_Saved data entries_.
Segment Open
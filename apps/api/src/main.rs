mod config;
mod errors;
mod generation;
mod llm_client;
mod render;
mod routes;
mod state;

use std::io::ErrorKind;
use std::net::SocketAddr;
use std::sync::Arc;

use anyhow::{Context, Result};
use tokio::net::TcpListener;
use tower_http::{cors::CorsLayer, trace::TraceLayer};
use tracing::{error, info, warn};
use tracing_subscriber::{layer::SubscriberExt, util::SubscriberInitExt, EnvFilter};

use crate::config::Config;
use crate::llm_client::{DeepSeekClient, FallbackGenerator, TextGenerator};
use crate::render::{find_browser, ChromePdfRenderer};
use crate::routes::build_router;
use crate::state::AppState;

#[tokio::main]
async fn main() -> Result<()> {
    // Load configuration first (fails only on malformed values)
    let config = Config::from_env()?;

    // Initialize structured logging
    tracing_subscriber::registry()
        .with(EnvFilter::try_from_default_env().unwrap_or_else(|_| {
            EnvFilter::new(format!(
                "{crate_name}={level},tower_http={level}",
                crate_name = env!("CARGO_CRATE_NAME"),
                level = &config.rust_log
            ))
        }))
        .with(tracing_subscriber::fmt::layer())
        .init();

    // Panics are logged; the panicking request gets a 500 from CatchPanicLayer
    std::panic::set_hook(Box::new(|panic| {
        error!("Uncaught panic: {panic}");
    }));

    info!("Starting Resume Builder API v{}", env!("CARGO_PKG_VERSION"));

    let generator = build_generator(&config);

    // PDF renderer: browser is located per request, warn early if none exists
    match find_browser(config.chrome_path.as_deref()) {
        Some(path) => info!("Chrome found at {}", path.display()),
        None => warn!("No Chrome executable found; /generate-pdf will fail until one is installed"),
    }
    let renderer = Arc::new(ChromePdfRenderer::new(config.chrome_path.clone()));

    let state = AppState {
        generator,
        renderer,
        config: config.clone(),
    };

    let app = build_router(state)
        .layer(TraceLayer::new_for_http())
        .layer(CorsLayer::permissive());

    let listener = bind_with_retry(config.port).await?;
    info!("Listening on {}", listener.local_addr()?);

    axum::serve(listener, app).await?;

    Ok(())
}

/// Binds `port`, retrying once on `port + 1` if it is already taken.
async fn bind_with_retry(port: u16) -> Result<TcpListener> {
    let addr = SocketAddr::from(([0, 0, 0, 0], port));
    match TcpListener::bind(addr).await {
        Ok(listener) => Ok(listener),
        Err(e) if e.kind() == ErrorKind::AddrInUse => {
            let next = port
                .checked_add(1)
                .with_context(|| format!("port {port} is in use and has no successor"))?;
            warn!("Port {port} is already in use. Trying {next}...");
            TcpListener::bind(SocketAddr::from(([0, 0, 0, 0], next)))
                .await
                .with_context(|| format!("failed to bind port {next}"))
        }
        Err(e) => Err(e).with_context(|| format!("failed to bind port {port}")),
    }
}

/// Builds the completion gateway, degrading to `FallbackGenerator` if the
/// HTTP client cannot be constructed.
fn build_generator(config: &Config) -> Arc<dyn TextGenerator> {
    match DeepSeekClient::new(config) {
        Ok(client) => {
            if client.has_credential() {
                info!("LLM client initialized (model: {})", client.model());
            } else {
                warn!("DEEPSEEK_API_KEY not set; AI endpoints will return fallback text");
            }
            Arc::new(client)
        }
        Err(e) => {
            error!("Failed to build LLM client, using fallback generator: {e}");
            Arc::new(FallbackGenerator)
        }
    }
}
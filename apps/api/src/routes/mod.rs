pub mod health;

use std::any::Any;

use axum::{
    extract::DefaultBodyLimit,
    http::StatusCode,
    response::{IntoResponse, Response},
    routing::{get, post},
    Json, Router,
};
use serde_json::json;
use tower_http::catch_panic::CatchPanicLayer;

use crate::generation::handlers;
use crate::render::handlers::handle_generate_pdf;
use crate::state::AppState;

/// Last-resort response for a handler that panicked. The process keeps serving.
fn handle_panic(err: Box<dyn Any + Send + 'static>) -> Response {
    let detail = if let Some(s) = err.downcast_ref::<String>() {
        s.clone()
    } else if let Some(s) = err.downcast_ref::<&str>() {
        s.to_string()
    } else {
        "unknown panic payload".to_string()
    };
    tracing::error!("Handler panicked: {detail}");

    (
        StatusCode::INTERNAL_SERVER_ERROR,
        Json(json!({ "error": "An internal server error occurred" })),
    )
        .into_response()
}

pub fn build_router(state: AppState) -> Router {
    let body_limit = state.config.body_limit_bytes;

    Router::new()
        .route("/health", get(health::health_handler))
        .route("/test", get(health::test_handler))
        // AI generation
        .route("/ai/generate-summary", post(handlers::handle_generate_summary))
        .route("/ai/generate-bullets", post(handlers::handle_generate_bullets))
        .route("/ai/improve-text", post(handlers::handle_improve_text))
        .route("/ai/suggest-skills", post(handlers::handle_suggest_skills))
        // PDF rendering
        .route("/generate-pdf", post(handle_generate_pdf))
        .layer(DefaultBodyLimit::max(body_limit))
        .layer(CatchPanicLayer::custom(handle_panic))
        .with_state(state)
}
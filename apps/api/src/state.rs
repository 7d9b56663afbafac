use std::sync::Arc;

use crate::config::Config;
use crate::llm_client::TextGenerator;
use crate::render::PdfRenderer;

/// Shared application state injected into all route handlers via Axum extractors.
/// Built once at startup; nothing in it is mutated per request.
#[derive(Clone)]
pub struct AppState {
    /// Completion gateway. `DeepSeekClient` normally, `FallbackGenerator` in degraded mode.
    pub generator: Arc<dyn TextGenerator>,
    pub renderer: Arc<dyn PdfRenderer>,
    pub config: Config,
}
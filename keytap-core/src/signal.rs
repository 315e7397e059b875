//! One-shot cancellation signal shared by every worker of a race.
//!
//! The signal starts unset and can only ever move to set. The first worker
//! to obtain an assertion sets it; backends block on it as their timeout
//! input, so a device still waiting for a touch stops as soon as another
//! device wins.

use std::sync::{Arc, Condvar, Mutex, MutexGuard, PoisonError};
use std::time::{Duration, Instant};

/// Monotonic "happened" flag with blocking waits.
///
/// Cloning yields another handle to the same flag.
#[derive(Debug, Clone, Default)]
pub struct CancelSignal {
    inner: Arc<Inner>,
}

#[derive(Debug, Default)]
struct Inner {
    set: Mutex<bool>,
    cond: Condvar,
}

impl CancelSignal {
    pub fn new() -> Self {
        Self::default()
    }

    /// Set the signal and wake every waiter.
    ///
    /// Returns `true` only for the call that performed the transition;
    /// setting an already-set signal is a no-op.
    pub fn set(&self) -> bool {
        let mut set = self.lock();
        if *set {
            return false;
        }
        *set = true;
        self.inner.cond.notify_all();
        true
    }

    pub fn is_set(&self) -> bool {
        *self.lock()
    }

    /// Block until the signal is set.
    pub fn wait(&self) {
        let mut set = self.lock();
        while !*set {
            set = self
                .inner
                .cond
                .wait(set)
                .unwrap_or_else(PoisonError::into_inner);
        }
    }

    /// Block until the signal is set or `timeout` elapses.
    ///
    /// Returns whether the signal is set. A timeout too large to represent
    /// as a deadline waits without one.
    pub fn wait_timeout(&self, timeout: Duration) -> bool {
        let Some(deadline) = Instant::now().checked_add(timeout) else {
            self.wait();
            return true;
        };
        let mut set = self.lock();
        while !*set {
            let now = Instant::now();
            if now >= deadline {
                break;
            }
            let (guard, _) = self
                .inner
                .cond
                .wait_timeout(set, deadline - now)
                .unwrap_or_else(PoisonError::into_inner);
            set = guard;
        }
        *set
    }

    fn lock(&self) -> MutexGuard<'_, bool> {
        // A bool cannot be left half-written, so a poisoned lock is still usable.
        self.inner.set.lock().unwrap_or_else(PoisonError::into_inner)
    }
}

#[cfg(test)]
mod tests {
    use super::*;
    use std::thread;

    #[test]
    fn test_signal_starts_unset() {
        let signal = CancelSignal::new();
        assert!(!signal.is_set());
    }

    #[test]
    fn test_set_is_idempotent() {
        let signal = CancelSignal::new();
        assert!(signal.set(), "First set should perform the transition");
        assert!(!signal.set(), "Second set should be a no-op");
        assert!(signal.is_set());
    }

    #[test]
    fn test_clones_share_state() {
        let signal = CancelSignal::new();
        let other = signal.clone();
        other.set();
        assert!(signal.is_set());
    }

    #[test]
    fn test_wait_timeout_expires_when_unset() {
        let signal = CancelSignal::new();
        let started = Instant::now();
        assert!(!signal.wait_timeout(Duration::from_millis(30)));
        assert!(started.elapsed() >= Duration::from_millis(30));
    }

    #[test]
    fn test_wait_timeout_wakes_on_set() {
        let signal = CancelSignal::new();
        let setter = signal.clone();

        let handle = thread::spawn(move || {
            thread::sleep(Duration::from_millis(20));
            setter.set();
        });

        let started = Instant::now();
        assert!(signal.wait_timeout(Duration::from_secs(10)));
        assert!(
            started.elapsed() < Duration::from_secs(5),
            "Waiter should wake as soon as the signal is set"
        );
        handle.join().unwrap();
    }

    #[test]
    fn test_unbounded_wait_timeout_on_set_signal() {
        let signal = CancelSignal::new();
        signal.set();
        assert!(signal.wait_timeout(Duration::MAX));
    }

    #[test]
    fn test_unbounded_wait_timeout_wakes_on_set() {
        let signal = CancelSignal::new();
        let setter = signal.clone();

        let handle = thread::spawn(move || {
            thread::sleep(Duration::from_millis(20));
            setter.set();
        });

        assert!(signal.wait_timeout(Duration::MAX));
        handle.join().unwrap();
    }

    #[test]
    fn test_wait_returns_once_set() {
        let signal = CancelSignal::new();
        let waiter = signal.clone();

        let handle = thread::spawn(move || waiter.wait());
        thread::sleep(Duration::from_millis(10));
        signal.set();
        handle.join().unwrap();
    }

    #[test]
    fn test_concurrent_setters_transition_once() {
        let signal = CancelSignal::new();
        let barrier = Arc::new(std::sync::Barrier::new(8));

        let handles: Vec<_> = (0..8)
            .map(|_| {
                let signal = signal.clone();
                let barrier = Arc::clone(&barrier);
                thread::spawn(move || {
                    barrier.wait();
                    signal.set()
                })
            })
            .collect();

        let transitions = handles
            .into_iter()
            .map(|h| h.join().unwrap())
            .filter(|won| *won)
            .count();
        assert_eq!(transitions, 1);
    }
}
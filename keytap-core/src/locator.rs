//! Finding the authenticators to race.

use tracing::{debug, info, warn};

use crate::device::{AuthenticatorBackend, DeviceHandle};
use crate::error::{KeytapError, Result};
use crate::feedback::Feedback;

pub struct DeviceLocator<'a> {
    backend: &'a dyn AuthenticatorBackend,
    feedback: &'a dyn Feedback,
}

impl<'a> DeviceLocator<'a> {
    pub fn new(backend: &'a dyn AuthenticatorBackend, feedback: &'a dyn Feedback) -> Self {
        Self { backend, feedback }
    }

    /// Enumerate attached devices. An empty list means none are attached.
    pub fn locate(&self) -> Result<Vec<DeviceHandle>> {
        match self.backend.enumerate() {
            Ok(devices) => {
                debug!(count = devices.len(), "Located devices");
                Ok(devices)
            }
            Err(err) => {
                warn!(error = %err, "Enumeration failed");
                let err = KeytapError::Device(err);
                self.feedback.aborted(&err);
                Err(err)
            }
        }
    }

    /// Locate devices, giving the user one chance to insert a key.
    ///
    /// When nothing is attached the user is prompted once and devices are
    /// enumerated a second time; an empty second result is
    /// [`KeytapError::NoDeviceFound`].
    pub fn locate_or_prompt(&self) -> Result<Vec<DeviceHandle>> {
        let devices = self.locate()?;
        if !devices.is_empty() {
            return Ok(devices);
        }

        self.feedback.no_device_found();
        info!("No device attached, prompting for insertion");
        if let Err(err) = self.feedback.insert_device() {
            let err = KeytapError::Prompt(err);
            self.feedback.aborted(&err);
            return Err(err);
        }

        let devices = self.locate()?;
        if devices.is_empty() {
            warn!("Still no device attached after prompt");
            self.feedback.no_device_found();
            return Err(KeytapError::NoDeviceFound);
        }
        Ok(devices)
    }
}

#[cfg(all(test, feature = "mock"))]
mod tests {
    use super::*;
    use crate::device::{MockBackend, MockDevice};
    use crate::feedback::ConsoleFeedback;
    use std::io::{self, Cursor, Read};

    fn console() -> ConsoleFeedback<Vec<u8>, Cursor<Vec<u8>>> {
        ConsoleFeedback::new(Vec::new(), Cursor::new(b"\n".to_vec()))
    }

    #[test]
    fn test_attached_devices_skip_prompt() {
        let backend = MockBackend::new(vec![MockDevice::new("/dev/a"), MockDevice::new("/dev/b")]);
        let feedback = console();

        let devices = DeviceLocator::new(&backend, &feedback)
            .locate_or_prompt()
            .unwrap();

        assert_eq!(devices.len(), 2);
        assert_eq!(devices[0].path, "/dev/a");
        assert_eq!(backend.enumerate_calls(), 1);
        assert!(feedback.captured().is_empty());
    }

    #[test]
    fn test_device_inserted_after_prompt() {
        let backend = MockBackend::with_enumerations(vec![vec![], vec![MockDevice::new("/dev/a")]]);
        let feedback = console();

        let devices = DeviceLocator::new(&backend, &feedback)
            .locate_or_prompt()
            .unwrap();

        assert_eq!(devices.len(), 1);
        assert_eq!(backend.enumerate_calls(), 2);
        let text = feedback.captured();
        assert_eq!(text.matches("press enter").count(), 1);
        assert_eq!(text.matches("No FIDO device found").count(), 1);
    }

    #[test]
    fn test_no_device_after_single_retry() {
        let backend = MockBackend::new(Vec::new());
        let feedback = console();

        let err = DeviceLocator::new(&backend, &feedback)
            .locate_or_prompt()
            .unwrap_err();

        assert!(matches!(err, KeytapError::NoDeviceFound));
        assert_eq!(backend.enumerate_calls(), 2);
        assert_eq!(feedback.captured().matches("press enter").count(), 1);
    }

    struct ClosedInput;

    impl Read for ClosedInput {
        fn read(&mut self, _buf: &mut [u8]) -> io::Result<usize> {
            Err(io::Error::other("stdin closed"))
        }
    }

    #[test]
    fn test_unreadable_prompt_is_reported() {
        let backend = MockBackend::new(Vec::new());
        let feedback = ConsoleFeedback::new(Vec::new(), io::BufReader::new(ClosedInput));

        let err = DeviceLocator::new(&backend, &feedback)
            .locate_or_prompt()
            .unwrap_err();

        assert!(matches!(err, KeytapError::Prompt(_)));
        assert_eq!(backend.enumerate_calls(), 1);
        assert!(feedback
            .captured()
            .contains("Failed to read confirmation: stdin closed"));
    }
}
Segment Closed
_DESCRIPTION OF THE TASK_.
If a line in the entries above has the word "DefaultBodyLimit", copy it.

_SOLUTION FOR THIS EXERCISE_.
    extract::DefaultBodyLimit,
        .layer(DefaultBodyLimit::max(body_limit))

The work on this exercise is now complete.